Naina menangis terisak di pelukan Farida.
"Ibu harus kembali sehat karena kita harus berjuang mempertahankan panti asuhan ini, aku tidak sanggup jika harus berjuang sendiri." Naina semakin terisak.
Farida turut meneteskan air matanya sambil menepuk perlahan punggung Naina.
"Maafkan aku ibu, seharusnya aku tidak seperti ini." Naina melepaskan pelukannya, dengan cepat berusaha menghapus air mata di pipinya.
"Seharusnya aku tidak semakin membebani pikiran ibu." Naina tampak sangat menyesal.
"Tidak apa-apa. Ibu mengerti, kamu sudah sangat lelah menghadapi permasalahan ini sendiri."
"Tidak Bu. Aku tidak lelah, aku akan terus berjuang mempertahankan panti asuhan ini, karena nasib puluhan anak-anak panti sedang dipertaruhkan, aku tidak ingin mereka hidup terlantar jika panti ini ditutup nanti."
"Tapi bagaimana caranya nak. Pemilik tanah ingin agar kita segera mengosongkan tempat ini."
"Masih ada banyak cara lain Bu. Aku hanya ingin ibu mendukung apapun cara yang akan aku lakukan nanti."
Farida mengerutkan keningnya.
"Memangnya apa yang akan kamu lakukan nak.?"
"Apapun ibu. Apapun akan aku lakukan asal panti ini tidak ditutup," jawab Naina tegas.

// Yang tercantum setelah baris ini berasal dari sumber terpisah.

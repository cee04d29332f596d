//! Skill estimate updates.
//!
//! Two channels coexist: the legacy averaged channel smooths noise with
//! `(previous + new) / 2`, the latest channel replaces the estimate with the
//! newest measurement. The caller picks the channel; exactly one policy is
//! applied per call and only `skill_estimate` changes.

use std::fmt;
use std::str::FromStr;

use serde::{Deserialize, Serialize};
use tracing::debug;

use crate::error::{AssessmentError, Result};
use crate::sanitize::{clamp_skill, ensure_finite, ensure_score};
use crate::types::{LearnerProfile, SCORE_MAX, SKILL_MAX};

#[derive(Debug, Clone, Copy, PartialEq, Eq, Hash, Serialize, Deserialize)]
#[serde(rename_all = "lowercase")]
pub enum UpdateChannel {
    Averaged,
    Latest,
}

impl UpdateChannel {
    pub fn as_str(&self) -> &'static str {
        match self {
            Self::Averaged => "averaged",
            Self::Latest => "latest",
        }
    }

    fn apply(&self, previous: f64, new_ability: f64) -> f64 {
        match self {
            Self::Averaged => (previous + new_ability) / 2.0,
            Self::Latest => new_ability,
        }
    }
}

impl fmt::Display for UpdateChannel {
    fn fmt(&self, f: &mut fmt::Formatter<'_>) -> fmt::Result {
        f.write_str(self.as_str())
    }
}

impl FromStr for UpdateChannel {
    type Err = AssessmentError;

    fn from_str(s: &str) -> Result<Self> {
        match s.trim().to_lowercase().as_str() {
            "averaged" => Ok(Self::Averaged),
            "latest" => Ok(Self::Latest),
            _ => Err(AssessmentError::UnknownChannel(s.to_string())),
        }
    }
}

/// Score percentage [0, 100] on the 0-5 ability scale.
pub fn ability_from_score(score_percent: f64) -> Result<f64> {
    let score = ensure_score(score_percent)?;
    Ok(score * SKILL_MAX / SCORE_MAX)
}

pub fn update_skill(
    previous: &LearnerProfile,
    new_ability: f64,
    channel: UpdateChannel,
) -> Result<LearnerProfile> {
    let new_ability = ensure_finite("new_ability", new_ability)?;
    let skill = clamp_skill(channel.apply(previous.skill_estimate, new_ability));

    debug!(
        channel = channel.as_str(),
        previous = previous.skill_estimate,
        new_ability,
        updated = skill,
        "skill estimate updated"
    );

    Ok(LearnerProfile {
        skill_estimate: skill,
        ..previous.clone()
    })
}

Farida terdiam, dia sedikit terharu dengan tekad kuat Naina yang ingin menyelamatkan panti dari rencana penggusuran yang akan dilakukan oleh pemilik baru tanah tempat panti itu berdiri.

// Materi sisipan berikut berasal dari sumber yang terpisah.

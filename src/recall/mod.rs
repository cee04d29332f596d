//! Recall Model - exponential forgetting curve
//!
//! Core theory:
//! - Retained fraction of learned material decays exponentially with time
//! - One formula serves both the onboarding survey and the periodic refresh
//!
//! Mathematical formula:
//! - Recall probability: R = exp(-λ·t)
//!   - t: elapsed time (years)
//!   - λ: forgetting rate (per year), λ = 0 means no forgetting
//!
//! Negative or non-finite inputs are caller-side data corruption and are
//! returned as [`AssessmentError::DomainInput`], never clamped.

use chrono::{DateTime, Utc};
use rayon::prelude::*;
use tracing::debug;

use crate::error::{AssessmentError, Result};
use crate::sanitize::ensure_non_negative;
use crate::types::{LearnerProfile, SurveyResponse, MONTHS_PER_YEAR};

// ==================== Constants ====================

/// Default forgetting rate λ (per year) when the survey doesn't supply one
pub const DEFAULT_FORGETTING_RATE: f64 = 0.5;

/// Milliseconds in a 365.25-day year
const MILLIS_PER_YEAR: f64 = 365.25 * 24.0 * 3600.0 * 1000.0;

// ==================== Data Structures ====================

/// One learner in a batch refresh
#[derive(Clone, Debug)]
pub struct RecallRefreshInput {
    pub learner_id: String,
    pub profile: LearnerProfile,
    /// Elapsed time chosen by the caller (experience gap or time since last update)
    pub elapsed_years: f64,
}

/// Batch refresh output, in input order
#[derive(Debug)]
pub struct RecallRefreshResult {
    pub learner_id: String,
    pub outcome: Result<LearnerProfile>,
}

// ==================== Core Functions ====================

pub fn months_to_years(months: f64) -> f64 {
    months / MONTHS_PER_YEAR
}

/// R = exp(-λ·t), always in (0, 1]. When λ·t is large enough for the
/// exponential to underflow, the result floors at `f64::MIN_POSITIVE`.
pub fn recall_probability(elapsed_years: f64, forgetting_rate: f64) -> Result<f64> {
    let t = ensure_non_negative("elapsed_years", elapsed_years)?;
    let lambda = ensure_non_negative("forgetting_rate", forgetting_rate)?;

    if t == 0.0 || lambda == 0.0 {
        return Ok(1.0);
    }

    Ok((-lambda * t).exp().max(f64::MIN_POSITIVE))
}

/// Fractional years between two timestamps. `now` earlier than `since` is
/// a domain error.
pub fn elapsed_years_since(since: DateTime<Utc>, now: DateTime<Utc>) -> Result<f64> {
    let millis = (now - since).num_milliseconds();
    if millis < 0 {
        return Err(AssessmentError::domain("elapsed_millis", millis as f64));
    }
    Ok(millis as f64 / MILLIS_PER_YEAR)
}

/// Initial profile for a learner who just completed the onboarding survey.
pub fn baseline_from_survey(
    survey: &SurveyResponse,
    default_forgetting_rate: f64,
    now: DateTime<Utc>,
) -> Result<LearnerProfile> {
    let months = ensure_non_negative("experience_months", survey.experience_months)?;
    let forgetting_rate = survey.forgetting_rate.unwrap_or(default_forgetting_rate);
    let elapsed_years = months_to_years(months);

    let recall = recall_probability(elapsed_years, forgetting_rate)?;
    debug!(elapsed_years, forgetting_rate, recall, "computed survey recall baseline");

    Ok(LearnerProfile {
        recall_level: Some(recall),
        forgetting_rate,
        elapsed_time_years: elapsed_years,
        last_recall_update: Some(now),
        ..LearnerProfile::default()
    })
}

/// Recomputes the recall level with the profile's own λ. Only
/// `recall_level`, `elapsed_time_years` and `last_recall_update` change.
pub fn refresh_profile(
    profile: &LearnerProfile,
    elapsed_years: f64,
    now: DateTime<Utc>,
) -> Result<LearnerProfile> {
    let recall = recall_probability(elapsed_years, profile.forgetting_rate)?;

    Ok(LearnerProfile {
        recall_level: Some(recall),
        elapsed_time_years: elapsed_years,
        last_recall_update: Some(now),
        ..profile.clone()
    })
}

/// Background refresh over many learners using parallel processing.
/// A bad record fails alone; the rest of the batch still completes.
pub fn refresh_batch(inputs: &[RecallRefreshInput], now: DateTime<Utc>) -> Vec<RecallRefreshResult> {
    let results: Vec<RecallRefreshResult> = inputs
        .par_iter()
        .map(|input| RecallRefreshResult {
            learner_id: input.learner_id.clone(),
            outcome: refresh_profile(&input.profile, input.elapsed_years, now),
        })
        .collect();

    let failed = results.iter().filter(|r| r.outcome.is_err()).count();
    debug!(total = results.len(), failed, "recall batch refresh finished");

    results
}

#[cfg(test)]
mod tests {
    use super::*;
    use chrono::{Duration, TimeZone};

    const EPSILON: f64 = 1e-12;

    fn t0() -> DateTime<Utc> {
        Utc.with_ymd_and_hms(2024, 1, 1, 0, 0, 0).unwrap()
    }

    // ==================== months_to_years ====================

    #[test]
    fn test_months_to_years() {
        assert_eq!(months_to_years(12.0), 1.0);
        assert_eq!(months_to_years(0.0), 0.0);
        assert!((months_to_years(18.0) - 1.5).abs() < EPSILON);
    }

    // ==================== recall_probability ====================

    #[test]
    fn test_recall_is_one_without_time_or_decay() {
        assert_eq!(recall_probability(0.0, 3.0).unwrap(), 1.0);
        assert_eq!(recall_probability(7.0, 0.0).unwrap(), 1.0);
    }

    #[test]
    fn test_recall_matches_exponential() {
        let r = recall_probability(2.0, 0.5).unwrap();
        assert!((r - (-1.0f64).exp()).abs() < EPSILON);
    }

    #[test]
    fn test_recall_decreases_with_time() {
        let r1 = recall_probability(1.0, 0.3).unwrap();
        let r2 = recall_probability(2.0, 0.3).unwrap();
        let r5 = recall_probability(5.0, 0.3).unwrap();
        assert!(r1 > r2);
        assert!(r2 > r5);
        assert!(r5 > 0.0);
    }

    #[test]
    fn test_recall_stays_positive_for_long_gaps() {
        let r = recall_probability(1000.0, 1.0).unwrap();
        assert!(r > 0.0);
        assert_eq!(r, f64::MIN_POSITIVE);
        assert!(recall_probability(1e300, 1e10).unwrap() > 0.0);
    }

    #[test]
    fn test_recall_rejects_negative_inputs() {
        let err = recall_probability(-1.0, 0.5).unwrap_err();
        assert!(matches!(
            err,
            AssessmentError::DomainInput { field: "elapsed_years", .. }
        ));

        let err = recall_probability(1.0, -0.5).unwrap_err();
        assert!(matches!(
            err,
            AssessmentError::DomainInput { field: "forgetting_rate", .. }
        ));
    }

    #[test]
    fn test_recall_rejects_non_finite_inputs() {
        assert!(recall_probability(f64::NAN, 0.5).is_err());
        assert!(recall_probability(1.0, f64::INFINITY).is_err());
    }

    // ==================== elapsed_years_since ====================

    #[test]
    fn test_elapsed_years_since() {
        let later = t0() + Duration::days(365) + Duration::hours(6);
        let years = elapsed_years_since(t0(), later).unwrap();
        assert!((years - 1.0).abs() < 1e-9);
        assert_eq!(elapsed_years_since(t0(), t0()).unwrap(), 0.0);
        assert!(elapsed_years_since(later, t0()).is_err());
    }

    // ==================== baseline / refresh ====================

    #[test]
    fn test_baseline_from_survey_uses_default_rate() {
        let survey = SurveyResponse {
            experience_months: 24.0,
            forgetting_rate: None,
        };
        let profile = baseline_from_survey(&survey, 0.5, t0()).unwrap();
        assert_eq!(profile.forgetting_rate, 0.5);
        assert!((profile.elapsed_time_years - 2.0).abs() < EPSILON);
        assert!((profile.recall_level.unwrap() - (-1.0f64).exp()).abs() < EPSILON);
        assert_eq!(profile.skill_estimate, 0.0);
        assert_eq!(profile.last_recall_update, Some(t0()));
    }

    #[test]
    fn test_baseline_from_survey_prefers_survey_rate() {
        let survey = SurveyResponse {
            experience_months: 0.0,
            forgetting_rate: Some(2.0),
        };
        let profile = baseline_from_survey(&survey, 0.5, t0()).unwrap();
        assert_eq!(profile.forgetting_rate, 2.0);
        assert_eq!(profile.recall_level, Some(1.0));
    }

    #[test]
    fn test_baseline_rejects_negative_months() {
        let survey = SurveyResponse {
            experience_months: -3.0,
            forgetting_rate: None,
        };
        assert!(baseline_from_survey(&survey, 0.5, t0()).is_err());
    }

    #[test]
    fn test_refresh_profile_only_touches_recall_fields() {
        let profile = LearnerProfile {
            skill_estimate: 3.2,
            recall_level: Some(0.9),
            forgetting_rate: 1.0,
            elapsed_time_years: 0.1,
            last_recall_update: Some(t0()),
        };
        let now = t0() + Duration::days(30);
        let refreshed = refresh_profile(&profile, 1.0, now).unwrap();

        assert_eq!(refreshed.skill_estimate, 3.2);
        assert_eq!(refreshed.forgetting_rate, 1.0);
        assert_eq!(refreshed.elapsed_time_years, 1.0);
        assert_eq!(refreshed.last_recall_update, Some(now));
        assert!((refreshed.recall_level.unwrap() - (-1.0f64).exp()).abs() < EPSILON);
    }

    #[test]
    fn test_refresh_batch_keeps_order_and_isolates_failures() {
        let good = LearnerProfile {
            forgetting_rate: 0.2,
            ..LearnerProfile::default()
        };
        let bad = LearnerProfile {
            forgetting_rate: -1.0,
            ..LearnerProfile::default()
        };
        let inputs: Vec<RecallRefreshInput> = (0..50)
            .map(|i| RecallRefreshInput {
                learner_id: format!("learner-{i}"),
                profile: if i == 7 { bad.clone() } else { good.clone() },
                elapsed_years: i as f64 * 0.1,
            })
            .collect();

        let results = refresh_batch(&inputs, t0());
        assert_eq!(results.len(), 50);
        for (i, result) in results.iter().enumerate() {
            assert_eq!(result.learner_id, format!("learner-{i}"));
            assert_eq!(result.outcome.is_err(), i == 7);
        }

        // Same formula as the single-learner path
        let single = refresh_profile(&good, inputs[12].elapsed_years, t0()).unwrap();
        assert_eq!(results[12].outcome.as_ref().unwrap().recall_level, single.recall_level);
    }
}
//! Evaluation Outcome Classification
//!
//! Maps a score percentage onto a recommendation tier. Tiers come from a
//! versioned [`TierTable`]; a table is validated once when built and never
//! mutated afterwards, so changing boundaries means shipping a new version.
//!
//! Standard table (version 1):
//!
//! | score    | tier             | lock (min) | advance |
//! |----------|------------------|------------|---------|
//! | 0-10     | intensive_review | 60         | no      |
//! | 11-30    | strong_review    | 45         | no      |
//! | 31-60    | moderate_review  | 30         | no      |
//! | 61-69    | light_review     | 15         | no      |
//! | 70-85    | pass_with_review | 0          | yes     |
//! | 86-100   | excellent        | 0          | yes     |
//!
//! Each band stores its inclusive upper bound and a score belongs to the
//! first band whose bound covers it, so fractional scores between two
//! integer bands go to the higher one.

use std::path::Path;

use serde::{Deserialize, Serialize};
use tracing::{debug, warn};

use crate::error::{AssessmentError, Result};
use crate::sanitize::{ensure_score, is_valid_score};
use crate::types::{EvaluationScope, SCORE_MAX, SCORE_MIN};

pub const STANDARD_TABLE_VERSION: u32 = 1;

const DEFAULT_FALLBACK_MESSAGE: &str =
    "We couldn't evaluate a score of {score}% for {scope}. Please contact support if this persists.";

#[derive(Debug, Clone, Copy, PartialEq, Eq, Hash, Serialize, Deserialize)]
#[serde(rename_all = "snake_case")]
pub enum RecommendationTier {
    IntensiveReview,
    StrongReview,
    ModerateReview,
    LightReview,
    PassWithReview,
    Excellent,
    /// Only for malformed scores
    Default,
}

impl RecommendationTier {
    pub const NAMED: [RecommendationTier; 6] = [
        Self::IntensiveReview,
        Self::StrongReview,
        Self::ModerateReview,
        Self::LightReview,
        Self::PassWithReview,
        Self::Excellent,
    ];

    pub fn as_str(&self) -> &'static str {
        match self {
            Self::IntensiveReview => "intensive_review",
            Self::StrongReview => "strong_review",
            Self::ModerateReview => "moderate_review",
            Self::LightReview => "light_review",
            Self::PassWithReview => "pass_with_review",
            Self::Excellent => "excellent",
            Self::Default => "default",
        }
    }
}

#[derive(Debug, Clone, PartialEq, Serialize, Deserialize)]
#[serde(rename_all = "camelCase")]
pub struct TierBand {
    pub tier: RecommendationTier,
    /// Inclusive upper bound of the band
    pub max_score: f64,
    pub lock_minutes: f64,
    pub can_advance: bool,
    /// `{score}` and `{scope}` are substituted when rendering
    pub message_template: String,
}

/// Deserialization always goes through [`TierTable::validate`].
#[derive(Debug, Clone, PartialEq, Serialize, Deserialize)]
#[serde(rename_all = "camelCase", try_from = "RawTierTable")]
pub struct TierTable {
    version: u32,
    bands: Vec<TierBand>,
    fallback_message: String,
}

/// Wire shape of a tier table before validation.
#[derive(Deserialize)]
#[serde(rename_all = "camelCase")]
struct RawTierTable {
    version: u32,
    bands: Vec<TierBand>,
    #[serde(default = "default_fallback_message")]
    fallback_message: String,
}

impl TryFrom<RawTierTable> for TierTable {
    type Error = AssessmentError;

    fn try_from(raw: RawTierTable) -> Result<Self> {
        TierTable::new(raw.version, raw.bands, Some(raw.fallback_message))
    }
}

fn default_fallback_message() -> String {
    DEFAULT_FALLBACK_MESSAGE.to_string()
}

/// Classifier output handed back to the caller for persistence/display.
#[derive(Debug, Clone, PartialEq, Serialize, Deserialize)]
#[serde(rename_all = "camelCase")]
pub struct Recommendation {
    pub tier: RecommendationTier,
    pub score_percent: f64,
    pub lock_minutes: f64,
    pub can_advance: bool,
    pub message: String,
    pub table_version: u32,
}

impl Default for TierTable {
    fn default() -> Self {
        Self::standard()
    }
}

impl TierTable {
    /// Version 1 of the tier table.
    pub fn standard() -> Self {
        let band = |tier, max_score, lock_minutes, can_advance, message: &str| TierBand {
            tier,
            max_score,
            lock_minutes,
            can_advance,
            message_template: message.to_string(),
        };

        Self {
            version: STANDARD_TABLE_VERSION,
            bands: vec![
                band(
                    RecommendationTier::IntensiveReview,
                    10.0,
                    60.0,
                    false,
                    "You scored {score}% on {scope}. Work through the whole module again before your next attempt.",
                ),
                band(
                    RecommendationTier::StrongReview,
                    30.0,
                    45.0,
                    false,
                    "You scored {score}% on {scope}. Review the core lessons and practice exercises before retrying.",
                ),
                band(
                    RecommendationTier::ModerateReview,
                    60.0,
                    30.0,
                    false,
                    "You scored {score}% on {scope}. Revisit the sections you found difficult, then try again.",
                ),
                band(
                    RecommendationTier::LightReview,
                    69.0,
                    15.0,
                    false,
                    "You scored {score}% on {scope}. You're close; a quick review of the key points should do it.",
                ),
                band(
                    RecommendationTier::PassWithReview,
                    85.0,
                    0.0,
                    true,
                    "You passed {scope} with {score}%. Consider reviewing the questions you missed.",
                ),
                band(
                    RecommendationTier::Excellent,
                    100.0,
                    0.0,
                    true,
                    "Excellent work: {score}% on {scope}. You're ready to move on.",
                ),
            ],
            fallback_message: default_fallback_message(),
        }
    }

    /// Builds a validated table. Bands must be sorted by strictly increasing
    /// upper bound, end at 100, and name each of the six tiers exactly once.
    pub fn new(version: u32, bands: Vec<TierBand>, fallback_message: Option<String>) -> Result<Self> {
        let table = Self {
            version,
            bands,
            fallback_message: fallback_message.unwrap_or_else(default_fallback_message),
        };
        table.validate()?;
        Ok(table)
    }

    /// Malformed JSON is a `Json` error; a well-formed but invalid table is
    /// a `Config` error.
    pub fn from_json(json: &str) -> Result<Self> {
        let raw: RawTierTable = serde_json::from_str(json)?;
        Self::try_from(raw)
    }

    pub fn from_path(path: impl AsRef<Path>) -> Result<Self> {
        let content = std::fs::read_to_string(path.as_ref())?;
        let table = Self::from_json(&content)?;
        debug!(
            path = %path.as_ref().display(),
            version = table.version,
            "loaded tier table"
        );
        Ok(table)
    }

    pub fn validate(&self) -> Result<()> {
        if self.bands.is_empty() {
            return Err(AssessmentError::Config("tier table has no bands".to_string()));
        }

        let mut previous = f64::NEG_INFINITY;
        for band in &self.bands {
            if band.tier == RecommendationTier::Default {
                return Err(AssessmentError::Config(
                    "fallback tier cannot own a score band".to_string(),
                ));
            }
            if !band.max_score.is_finite() || band.max_score < SCORE_MIN || band.max_score > SCORE_MAX {
                return Err(AssessmentError::Config(format!(
                    "band {} upper bound {} outside [0, 100]",
                    band.tier.as_str(),
                    band.max_score
                )));
            }
            if band.max_score <= previous {
                return Err(AssessmentError::Config(format!(
                    "band {} overlaps or is out of order",
                    band.tier.as_str()
                )));
            }
            if !band.lock_minutes.is_finite() || band.lock_minutes < 0.0 {
                return Err(AssessmentError::Config(format!(
                    "band {} has invalid lock duration {}",
                    band.tier.as_str(),
                    band.lock_minutes
                )));
            }
            previous = band.max_score;
        }

        if previous != SCORE_MAX {
            return Err(AssessmentError::Config(format!(
                "tier table ends at {previous}, expected {SCORE_MAX}"
            )));
        }

        for tier in RecommendationTier::NAMED {
            let count = self.bands.iter().filter(|b| b.tier == tier).count();
            if count != 1 {
                return Err(AssessmentError::Config(format!(
                    "tier {} appears {count} times",
                    tier.as_str()
                )));
            }
        }

        Ok(())
    }

    pub fn version(&self) -> u32 {
        self.version
    }

    pub fn bands(&self) -> &[TierBand] {
        &self.bands
    }

    /// Band covering `score`, `None` for out-of-range or non-finite scores.
    pub fn band_for(&self, score_percent: f64) -> Option<&TierBand> {
        if !is_valid_score(score_percent) {
            return None;
        }
        self.bands.iter().find(|band| score_percent <= band.max_score)
    }

    pub fn band_of(&self, tier: RecommendationTier) -> Option<&TierBand> {
        self.bands.iter().find(|band| band.tier == tier)
    }

    /// Lock duration attached to `tier`; the fallback never locks.
    pub fn lock_minutes(&self, tier: RecommendationTier) -> f64 {
        self.band_of(tier).map(|band| band.lock_minutes).unwrap_or(0.0)
    }
}

fn format_score(score: f64) -> String {
    if score.fract() == 0.0 {
        format!("{score:.0}")
    } else {
        format!("{score:.1}")
    }
}

fn render(template: &str, score: f64, scope: EvaluationScope) -> String {
    template
        .replace("{score}", &format_score(score))
        .replace("{scope}", &scope.describe())
}

/// Always yields a tier; malformed scores get [`RecommendationTier::Default`].
pub fn classify(table: &TierTable, score_percent: f64, scope: EvaluationScope) -> Recommendation {
    match table.band_for(score_percent) {
        Some(band) => {
            debug!(
                score_percent,
                tier = band.tier.as_str(),
                version = table.version,
                "classified evaluation score"
            );
            Recommendation {
                tier: band.tier,
                score_percent,
                lock_minutes: band.lock_minutes,
                can_advance: band.can_advance,
                message: render(&band.message_template, score_percent, scope),
                table_version: table.version,
            }
        }
        None => {
            warn!(score_percent, "score outside [0, 100], using fallback tier");
            Recommendation {
                tier: RecommendationTier::Default,
                score_percent,
                lock_minutes: 0.0,
                can_advance: false,
                message: render(&table.fallback_message, score_percent, scope),
                table_version: table.version,
            }
        }
    }
}

/// Like [`classify`] but surfaces malformed scores as a domain error.
pub fn try_classify(table: &TierTable, score_percent: f64, scope: EvaluationScope) -> Result<Recommendation> {
    ensure_score(score_percent)?;
    Ok(classify(table, score_percent, scope))
}
//! Assessment Engine - unified entry point
//!
//! Wires the components into the request flow of the host service:
//! survey → baseline recall, quiz request → adaptive selection,
//! submission → tier + lock + skill update, retry → lock gate.
//!
//! The engine holds configuration only. Every call is a pure function of
//! its arguments, so one engine can be shared across threads.

use chrono::{DateTime, Utc};
use rand::Rng;
use serde::{Deserialize, Serialize};
use tracing::info;

use crate::config::EngineConfig;
use crate::error::Result;
use crate::outcome::{try_classify, Recommendation, TierTable};
use crate::recall::{baseline_from_survey, refresh_batch, refresh_profile, RecallRefreshInput, RecallRefreshResult};
use crate::retry::{check_lock, gate_retry, RetryLockState};
use crate::selection::select_adaptive_questions;
use crate::skill::{ability_from_score, update_skill, UpdateChannel};
use crate::types::{AttemptKey, EvaluationAttempt, LearnerProfile, Question, SurveyResponse};

/// Everything the caller needs to persist after a submission.
#[derive(Debug, Clone, PartialEq, Serialize, Deserialize)]
#[serde(rename_all = "camelCase")]
pub struct EvaluationOutcome {
    pub recommendation: Recommendation,
    /// Lock as of the submission time
    pub lock: RetryLockState,
    pub profile: LearnerProfile,
}

#[derive(Debug, Clone, Default)]
pub struct AssessmentEngine {
    config: EngineConfig,
}

impl AssessmentEngine {
    pub fn new(config: EngineConfig) -> Self {
        info!(
            tier_table_version = config.tier_table.version(),
            default_forgetting_rate = config.default_forgetting_rate,
            "assessment engine configured"
        );
        Self { config }
    }

    pub fn config(&self) -> &EngineConfig {
        &self.config
    }

    pub fn tier_table(&self) -> &TierTable {
        &self.config.tier_table
    }

    pub fn onboard(&self, survey: &SurveyResponse, now: DateTime<Utc>) -> Result<LearnerProfile> {
        baseline_from_survey(survey, self.config.default_forgetting_rate, now)
    }

    pub fn refresh_recall(
        &self,
        profile: &LearnerProfile,
        elapsed_years: f64,
        now: DateTime<Utc>,
    ) -> Result<LearnerProfile> {
        refresh_profile(profile, elapsed_years, now)
    }

    pub fn refresh_recall_batch(&self, inputs: &[RecallRefreshInput], now: DateTime<Utc>) -> Vec<RecallRefreshResult> {
        refresh_batch(inputs, now)
    }

    pub fn draw_questions<R: Rng + ?Sized>(
        &self,
        pool: &[Question],
        profile: &LearnerProfile,
        count: usize,
        rng: &mut R,
    ) -> Vec<Question> {
        select_adaptive_questions(pool, profile.skill_estimate, count, rng)
    }

    /// Classifies the attempt, derives its lock at submission time and folds
    /// the score into the skill estimate through `channel`. Out-of-range
    /// scores are rejected before anything is computed.
    pub fn submit(
        &self,
        profile: &LearnerProfile,
        attempt: &EvaluationAttempt,
        channel: UpdateChannel,
    ) -> Result<EvaluationOutcome> {
        let recommendation = try_classify(&self.config.tier_table, attempt.score_percent, attempt.scope())?;
        let ability = ability_from_score(attempt.score_percent)?;
        let profile = update_skill(profile, ability, channel)?;
        let lock = check_lock(Some(attempt.timestamp), recommendation.lock_minutes, attempt.timestamp);

        info!(
            learner_id = %attempt.learner_id,
            course_id = %attempt.course_id,
            module_index = ?attempt.module_index,
            score_percent = attempt.score_percent,
            tier = recommendation.tier.as_str(),
            can_advance = recommendation.can_advance,
            skill_estimate = profile.skill_estimate,
            "evaluation outcome computed"
        );

        Ok(EvaluationOutcome {
            recommendation,
            lock,
            profile,
        })
    }

    pub fn retry_state(
        &self,
        attempts: &[EvaluationAttempt],
        key: AttemptKey<'_>,
        now: DateTime<Utc>,
    ) -> RetryLockState {
        gate_retry(attempts, key, &self.config.tier_table, now)
    }
}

Farida tertunduk penuh penyesalan, semua yang terjadi kini adalah karena kesalahannya di masa lalu.
Seharusnya dari dulu Farida sudah memperkirakannya, dimana jika mantan suaminya meninggal maka semua harta kekayaan termasuk tanah luas tempat dia mendirikan panti ini akan menjadi rebutan semua anak-anaknya.
Kejadian bermula ketika kurang lebih sebulan yang lalu dia kedatangan tamu, Farida terkejut melihat tamunya adalah sesosok wanita dari masa lalunya, wanita yang menghancurkan kebahagiaan dan rumah tangganya. Karin.
"Ada urusan apa kamu datang kesini?" tanya Farida dengan ketus.
Wanita itu tersenyum sinis, dia berjalan dengan angkuh mendekati Farida.
"Kenapa aku disambut dengan tidak ramah, apa kamu masih marah dengan apa yang sudah aku lakukan padamu dulu?" tanya Karin dengan nada yang terdengar meledek.
Farida tersenyum.
"Jangan basa-basi, katakan apa yang membawamu kesini."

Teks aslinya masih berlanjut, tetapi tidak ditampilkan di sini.